Sunny Cove Microarchitecture: A Peek At the Back End

One of the best parts when a new microarchitecture is announced is learning how it all works and how it has changed. Intel has been on close variants of the Skylake core since Skylake first launched in 2015, which has carried through Kaby Lake, Coffee Lake, and Coffee Lake refresh – and so getting an update to his old core design is more than welcome. While I applaud Intel for getting something new to put in front of our faces, the level of information was unfortunately less than complete. For reasons of ‘we’ll discuss more nearer the launch’, Intel was only set on discussing the back end of the microarchitecture design in any detail. In core design parlance, this means everything beyond the dispatch and order queues.

Intel framed its microarchitecture updates into two different sections: general purpose performance increases and special purpose performance increases. The company described the general purpose updates essentially as raw IPC (instructions per clock) throughput or an increase in frequency. An increase in either of these two leads to a performance increase no matter the code, at least as long as it is compute bound. Frequency is often a function of the implementation and process, whereas IPC increases can come from cores being wider (more executing instructions per clock), deeper (more parallelism per clock), and smarter (better data delivery through the front end).

The other type of performance increase is the special purpose kind, which means that certain workloads used in specific scenarios can be improved through additional acceleration methods, such as dedicated IP or specialized instructions.

Sunny Cove is set to have both.

On the back end of the microarchitecture design, Intel has done several things including increasing cache sizes, making the execution of the core wider, increasing L1 store bandwidth, and other things.

Starting with the cache improvements, the Sunny Cove core back end has a 48 KB L1 Data cache, upgraded from 32 KB. Normally cache misses decrease by a factor of a square root of the proportional size when the cache is increased, so in this case we should expect a 22% reduction in L1-Data cache misses. We are told that the L2 cache size has also been increased in both the Core and Xeon variants of Sunny Cove (256 KB and 1 MB respectively), although to exactly what size will be revealed at a later date.

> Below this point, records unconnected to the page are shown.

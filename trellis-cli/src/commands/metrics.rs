//! Metrics command

use clap::{Args, ValueEnum};
use trellis_core::{Config, Engine, MetricKind};

use super::{get_client, print_json, resolve_project_id};

/// Compute project metrics
#[derive(Args, Debug)]
pub struct MetricsArgs {
    /// Project node id, URL or owner/number
    pub project: String,

    /// Metric to compute; repeat for several (all if not specified)
    #[arg(short, long = "metric", value_enum)]
    pub metrics: Vec<MetricArg>,
}

#[derive(Debug, Clone, Copy, PartialEq, Eq, ValueEnum)]
pub enum MetricArg {
    BacklogHealth,
    DependencyStatus,
    PriorityDistribution,
    CompletionRate,
    CycleTime,
}

impl From<MetricArg> for MetricKind {
    fn from(arg: MetricArg) -> Self {
        match arg {
            MetricArg::BacklogHealth => MetricKind::BacklogHealth,
            MetricArg::DependencyStatus => MetricKind::DependencyStatus,
            MetricArg::PriorityDistribution => MetricKind::PriorityDistribution,
            MetricArg::CompletionRate => MetricKind::CompletionRate,
            MetricArg::CycleTime => MetricKind::CycleTime,
        }
    }
}

fn requested(metrics: &[MetricArg]) -> Vec<MetricKind> {
    if metrics.is_empty() {
        MetricKind::ALL.to_vec()
    } else {
        metrics.iter().copied().map(MetricKind::from).collect()
    }
}

impl MetricsArgs {
    /// Execute the metrics command
    pub async fn execute(&self, config: &Config) -> anyhow::Result<()> {
        let client = get_client(config)?;
        let project_id = resolve_project_id(&client, &self.project).await?;

        let engine = Engine::new(client, config.clone());
        let metrics = engine
            .generate_project_metrics(&project_id, &requested(&self.metrics))
            .await?;
        print_json(&metrics)
    }
}
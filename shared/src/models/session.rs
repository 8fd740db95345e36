//! Session Model
//!
//! A session is a running bill (tab) that collects orders until it is
//! closed and paid.

use serde::{Deserialize, Serialize};

use crate::sync::{EntityKind, SyncEntity};

#[derive(Debug, Clone, Copy, PartialEq, Eq, Serialize, Deserialize)]
#[serde(rename_all = "snake_case")]
pub enum SessionStatus {
    Open,
    Closed,
}

/// Session entity (开台)
#[derive(Debug, Clone, PartialEq, Serialize, Deserialize)]
pub struct Session {
    pub id: String,
    /// Dining table reference, `None` for takeaway tabs
    pub table_id: Option<String>,
    #[serde(default)]
    pub guest_count: i32,
    pub status: SessionStatus,
    pub opened_at: i64,
    #[serde(default)]
    pub closed_at: Option<i64>,
}

impl Session {
    pub fn is_open(&self) -> bool {
        self.status == SessionStatus::Open
    }

    pub fn close(&mut self, at: i64) {
        self.status = SessionStatus::Closed;
        self.closed_at.get_or_insert(at);
    }
}

/// Create session payload
#[derive(Debug, Clone, PartialEq, Serialize, Deserialize)]
pub struct SessionCreate {
    pub table_id: Option<String>,
    pub guest_count: i32,
    /// Client reference used by the server to deduplicate replays
    pub client_ref: String,
}

impl SyncEntity for Session {
    const KIND: EntityKind = EntityKind::Session;

    fn id(&self) -> &str {
        &self.id
    }

    fn set_id(&mut self, id: String) {
        self.id = id;
    }
}
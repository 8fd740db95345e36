//! Durable mutation queue
//!
//! Write intents are applied to the local store immediately and queued in
//! the same transaction. [`MutationQueue::process_pending_mutations`] replays
//! them against the backend in FIFO order:
//!
//! - a mutation whose temporary id is not resolved yet waits for its
//!   creator and is skipped, not failed
//! - later mutations touching a row with an earlier unfinished mutation
//!   are skipped too, so writes to one row reach the server in order
//! - transient failures back off exponentially until the retry budget is
//!   spent, then the entry is marked failed and stays in the queue
//! - "already closed" / "already confirmed" answers count as success
//! - business conflicts fail immediately and wait for the operator

use shared::models::{
    OrderStatus, Session, SessionCreate, SessionOrder, SessionOrderCreate,
    SessionStatus,
};
use shared::util::{is_temp_id, now_millis};
use shared::{Cached, EntityKind, SyncEntity, SyncState};
use std::collections::HashSet;
use std::sync::Arc;
use tokio::sync::{Mutex, Notify};

use crate::config::RetryPolicy;
use crate::connectivity::ConnectivityMonitor;
use crate::error::{SyncError, SyncResult};
use crate::id_map::IdMap;
use crate::mutation::{FailureKind, Mutation, PendingMutation, WriteState};
use crate::mutation_log;
use crate::remote::{FailureClass, RemoteBackend, RemoteError};
use crate::storage::LocalStore;

/// Kinds created offline under temporary ids
const TEMP_KINDS: [EntityKind; 2] = [EntityKind::Session, EntityKind::SessionOrder];

/// Outcome of one drain pass
#[derive(Debug, Clone, Default, PartialEq, Eq)]
pub struct ProcessReport {
    /// Confirmed (or already applied) and removed from the queue
    pub synced: usize,
    /// Waiting on an unresolved id or an earlier mutation of the same row
    pub deferred: usize,
    /// Still in backoff from an earlier attempt
    pub waiting: usize,
    /// Transient failure, attempt rescheduled
    pub retry_scheduled: usize,
    /// Marked failed during this pass
    pub failed: usize,
    /// Pass stopped early after a transient failure
    pub interrupted: bool,
    /// Superseded temporary rows removed after the pass
    pub collected: usize,
}

/// Counts rendered as UI badges
#[derive(Debug, Clone, Copy, Default, PartialEq, Eq)]
pub struct QueueStats {
    pub pending: usize,
    pub failed: usize,
    /// Cached rows still known only by a temporary id
    pub temporary_records: usize,
}

/// What happened to a single entry
#[derive(Debug, Clone, Copy, PartialEq, Eq)]
enum EntryOutcome {
    Synced,
    Deferred,
    RetryScheduled,
    Failed(FailureKind),
}

/// Server copy returned by a successful call
enum Confirmed {
    Session(Session),
    Order(SessionOrder),
}

pub struct MutationQueue {
    store: LocalStore,
    backend: Arc<dyn RemoteBackend>,
    id_map: Arc<IdMap>,
    connectivity: Arc<ConnectivityMonitor>,
    retry: RetryPolicy,
    /// Single writer towards the backend
    drain_lock: Mutex<()>,
    notify: Arc<Notify>,
}
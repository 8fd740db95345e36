//! Shared types for the Crab offline sync core
//!
//! Domain models mirrored from the backend, the sync envelope that wraps
//! them in the local cache, error codes returned by the backend and small
//! utilities used by every crate in the workspace.

pub mod error;
pub mod models;
pub mod sync;
pub mod util;

// Re-exports
pub use serde::{Deserialize, Serialize};

pub use error::{ApiErrorBody, ErrorCategory, ErrorCode};
pub use sync::{Cached, EntityKind, EntityRef, RemoteRow, SyncBadge, SyncCursor, SyncEntity, SyncState};
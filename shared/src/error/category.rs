//! Error category classification

use super::codes::ErrorCode;
use serde::{Deserialize, Serialize};

/// Error category classification based on error code ranges
///
/// Codes outside the ranges this client knows about fall into
/// [`ErrorCategory::System`].
#[derive(Debug, Clone, Copy, PartialEq, Eq, Hash, Serialize, Deserialize)]
#[serde(rename_all = "snake_case")]
pub enum ErrorCategory {
    /// General errors (0xxx)
    General,
    /// Authentication errors (1xxx)
    Auth,
    /// Permission errors (2xxx)
    Permission,
    /// Session and order errors (4xxx)
    Order,
    /// Product errors (6xxx)
    Product,
    /// Table errors (7xxx)
    Table,
    /// System errors (9xxx)
    System,
}

impl ErrorCategory {
    /// Determine category from error code value
    pub fn from_code(code: u16) -> Self {
        match code {
            0..1000 => Self::General,
            1000..2000 => Self::Auth,
            2000..3000 => Self::Permission,
            4000..5000 => Self::Order,
            6000..7000 => Self::Product,
            7000..8000 => Self::Table,
            _ => Self::System,
        }
    }

    /// Get the string name for this category
    pub fn name(&self) -> &'static str {
        match self {
            Self::General => "general",
            Self::Auth => "auth",
            Self::Permission => "permission",
            Self::Order => "order",
            Self::Product => "product",
            Self::Table => "table",
            Self::System => "system",
        }
    }
}

impl ErrorCode {
    /// Get the category for this error code
    pub fn category(&self) -> ErrorCategory {
        ErrorCategory::from_code(self.code())
    }
}

#[cfg(test)]
mod tests {
    use super::*;

    #[test]
    fn test_category_from_code() {
        assert_eq!(ErrorCategory::from_code(0), ErrorCategory::General);
        assert_eq!(ErrorCategory::from_code(999), ErrorCategory::General);
        assert_eq!(ErrorCategory::from_code(1001), ErrorCategory::Auth);
        assert_eq!(ErrorCategory::from_code(2001), ErrorCategory::Permission);
        assert_eq!(ErrorCategory::from_code(4102), ErrorCategory::Order);
        assert_eq!(ErrorCategory::from_code(6004), ErrorCategory::Product);
        assert_eq!(ErrorCategory::from_code(7001), ErrorCategory::Table);
        assert_eq!(ErrorCategory::from_code(9001), ErrorCategory::System);
        assert_eq!(ErrorCategory::from_code(5001), ErrorCategory::System);
    }

    #[test]
    fn test_error_code_category() {
        assert_eq!(ErrorCode::TokenExpired.category(), ErrorCategory::Auth);
        assert_eq!(ErrorCode::SessionAlreadyClosed.category(), ErrorCategory::Order);
        assert_eq!(ErrorCode::InsufficientStock.category(), ErrorCategory::Product);
        assert_eq!(ErrorCode::TableOccupied.category(), ErrorCategory::Table);
        assert_eq!(ErrorCode::SystemBusy.category(), ErrorCategory::System);
    }

    #[test]
    fn test_category_serialize() {
        let json = serde_json::to_string(&ErrorCategory::Order).unwrap();
        assert_eq!(json, "\"order\"");
        let category: ErrorCategory = serde_json::from_str("\"product\"").unwrap();
        assert_eq!(category, ErrorCategory::Product);
    }
}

While not back-end, the micro-op (uOp) cache has increased from a 2048-entry design, although exactly to what Intel is not saying at this point. The second level TLB size has also increased, which will help with machine address translation of recent addresses – normally this is increased when more lookups need to be kept and stored, which means that Intel identified a number of use cases where recent addresses had been evicted shortly before being needed.

From the diagram we can see some other changes, such as the increase in execution ports from eight to ten, allowing more instructions to come out of the schedulers at one time. Port 4 and Port 9 is linked to a cycling data store, doubling that bandwidth, but also the AGU store capabilities have doubled, for which the increased L1-D size will help. Previously on Skylake there was a potential bottleneck when all three AGUs could attempt a store, however only enough bandwidth was present for one per clock cycle. Load performance is unaffected.  There is also an allocation increase, moving from four to five. This means that the dispatch out of the reorder buffer can now hit five instructions per cycle, rather than four – however given that the ops/cycle out of the Skylake decoders and uOp cache was four-to-five (depending on certain factors), it will be interesting to see how the front end has changed as a result.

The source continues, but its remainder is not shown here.